Effect of Mutation Type on Ectopic Ossification Among Adult Patients With X-Linked Hypophosphatemia

Abstract

Context: Causative factors for ectopic ossifications in X-linked hypophosphatemia (XLH) remain to be elucidated.

Objective: This work aimed to investigate the genotype-phenotype correlations between the phosphate-regulating endopeptidase homologue, X-linked gene (PHEX) and ectopic ossifications in XLH.

Methods: Biochemical data, spinal computed tomography scans, and x-rays of hip/knee joints were retrospectively reviewed. Genetic analysis and the measurement of plasma inorganic pyrophosphate (PP_i)-a potent inhibitor of tissue calcification-were performed. The effect of PHEX mutations on protein function was predicted using nonsense-mediated decay (NMD) and 3-dimensional structure modeling. The index of ossification of the anterior/posterior longitudinal ligament and yellow ligament (OA/OP/OY index) and the sum of the OA/OP/OY index (OS index) were used to quantify the severity of spinal ligament ossification. The severity of the hip/knee osteoarthritis was evaluated by the Kellgren-Lawrence classification.

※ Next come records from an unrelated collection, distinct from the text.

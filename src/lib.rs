//! # flapi
//!
//! **flapi** is a configuration-driven HTTP gateway that publishes parameterized,
//! database-backed query endpoints as a REST API, and derives OpenAPI documentation
//! from the same configuration plus the query engine's schema description.
//!
//! ## Architecture
//!
//! - **[`config`]** - project and endpoint definitions, loaded from YAML
//! - **[`catalog`]** - the active endpoint set, swapped atomically on refresh
//! - **[`router`]** - URL template compilation, matching, and path parameter extraction
//! - **[`dispatcher`]** - request-to-endpoint orchestration
//! - **[`executor`]** - auth, rate-limit, and query capabilities behind traits
//! - **[`docs`]** - OpenAPI document synthesis
//! - **[`server`]** - HTTP service built on `may_minihttp`
//! - **[`hot_reload`]** - refresh the catalog when the configuration file changes
//!
//! ### Request Handling Flow
//!
//! ```mermaid
//! sequenceDiagram
//!     participant Client
//!     participant Server as GatewayService<br/>(may_minihttp)
//!     participant Dispatcher as RequestDispatcher
//!     participant Resolver as RouteResolver
//!     participant Catalog as EndpointCatalog
//!     participant Executor as RequestExecutor
//!
//!     Client->>Server: GET /customers/42/orders
//!     Server->>Dispatcher: dispatch(GET, path)
//!     Dispatcher->>Resolver: resolve(GET, path)
//!     Resolver->>Catalog: snapshot()
//!     Catalog-->>Resolver: Arc<CatalogSnapshot>
//!     Resolver->>Resolver: match templates in configuration order
//!     alt No template matches
//!         Resolver-->>Server: NotFound
//!         Server-->>Client: 404 Not Found
//!     else Matched
//!         Resolver-->>Server: ResolvedRoute {customer_id: "42"}
//!         Server->>Executor: execute(route, context)
//!         Executor->>Executor: auth, rate limit, required fields, query
//!         Executor-->>Server: ExecutionResponse
//!         Server-->>Client: 200 {data, next, total_count}
//!     end
//! ```
//!
//! ### Configuration Refresh
//!
//! `DELETE /config` (or a file change with `--watch`) reloads the configuration,
//! validates it in full, and swaps the new snapshot in with a single atomic store.
//! Requests already in flight finish against the snapshot they started with. An
//! invalid configuration is rejected and the previous catalog keeps serving.
//!
//! ## Quick Start
//!
//! ```rust,ignore
//! use flapi::catalog::EndpointCatalog;
//! use flapi::config::YamlConfigSource;
//! use flapi::docs::UnavailableDescriber;
//! use flapi::executor::{EchoQueryExecutor, PolicyExecutor};
//! use flapi::server::{GatewayService, HttpServer};
//! use std::sync::Arc;
//!
//! let source = Arc::new(YamlConfigSource::new("flapi.yaml"));
//! let catalog = Arc::new(EndpointCatalog::load(source.as_ref())?);
//! let service = GatewayService::new(
//!     catalog,
//!     source,
//!     Arc::new(PolicyExecutor::new(Arc::new(EchoQueryExecutor))),
//!     Arc::new(UnavailableDescriber),
//! );
//! HttpServer(service).start("0.0.0.0:8080")?.join().ok();
//! ```

pub mod catalog;
pub mod cli;
pub mod config;
pub mod dispatcher;
pub mod docs;
pub mod error;
pub mod executor;
pub mod hot_reload;
pub mod logging;
pub mod router;
pub mod runtime_config;
pub mod server;

pub use catalog::{CatalogSnapshot, EndpointCatalog};
pub use config::{load_config, EndpointDefinition, ProjectConfig};
pub use dispatcher::{DispatchOutcome, RequestDispatcher};
pub use docs::{DocSynthesizer, DocumentNode};
pub use error::{ConfigError, DescribeError};
pub use router::{ResolvedRoute, RouteResolver};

Results: We examined 24 distinct pathogenic PHEX variants in 28 patients from a study population of 33 individuals in 27 unrelated, nonconsanguineous families. Among the 31 patients whose plasma samples were analyzed for PP_i, 14 patients (45%) showed decreased plasma PP_i concentrations; however, PP_i concentrations did not correlate with mutation type or ectopic ossification. Fibroblast growth factor 23 levels in women with NMD-insensitive mutations trended lower than in men with NMD-sensitive mutations but failed to reach statistical significance. Both models revealed no correlations between PHEX pathogenic variant and ectopic ossification.

Conclusion: Neither modeling found correlates between PHEX pathogenic variants and ectopic ossification. The effects of PP_i on ectopic ossifications in adults with XLH revealed trends that should be investigated with a large sample size.

Keywords: OPLL; PHEX; X-linked hypophosphatemia; ectopic ossification; pyrophosphate.

Figure 1.

Plasma PP_i levels among adult patients with XLH and comparison of plasma PP_i levels based on the presence of ectopic ossifications. Plasma PP_i levels among all XLH patients and comparison between male and female patients. B to E, Comparison of plasma PP_i levels B, based on the presence of knee OA; C, based on the presence of OALL; D, based on the presence of OPLL; and E, based on the presence of OYL. OA, osteoarthritis; OALL, ossification of the anterior longitudinal ligament; OPLL, ossification of the posterior longitudinal ligament; OYL, ossification of the yellow ligament; PP_i, inorganic pyrophosphate; XLH, X-linked hypophosphatemia. The dot-plot lines show the upper and lower reference range of plasma PP_i levels (2000-5000 nM). The median is shown by the line within the box, the 25th and 75th percentiles are box ends, and maximum and minimum values are bar caps. All data are plotted.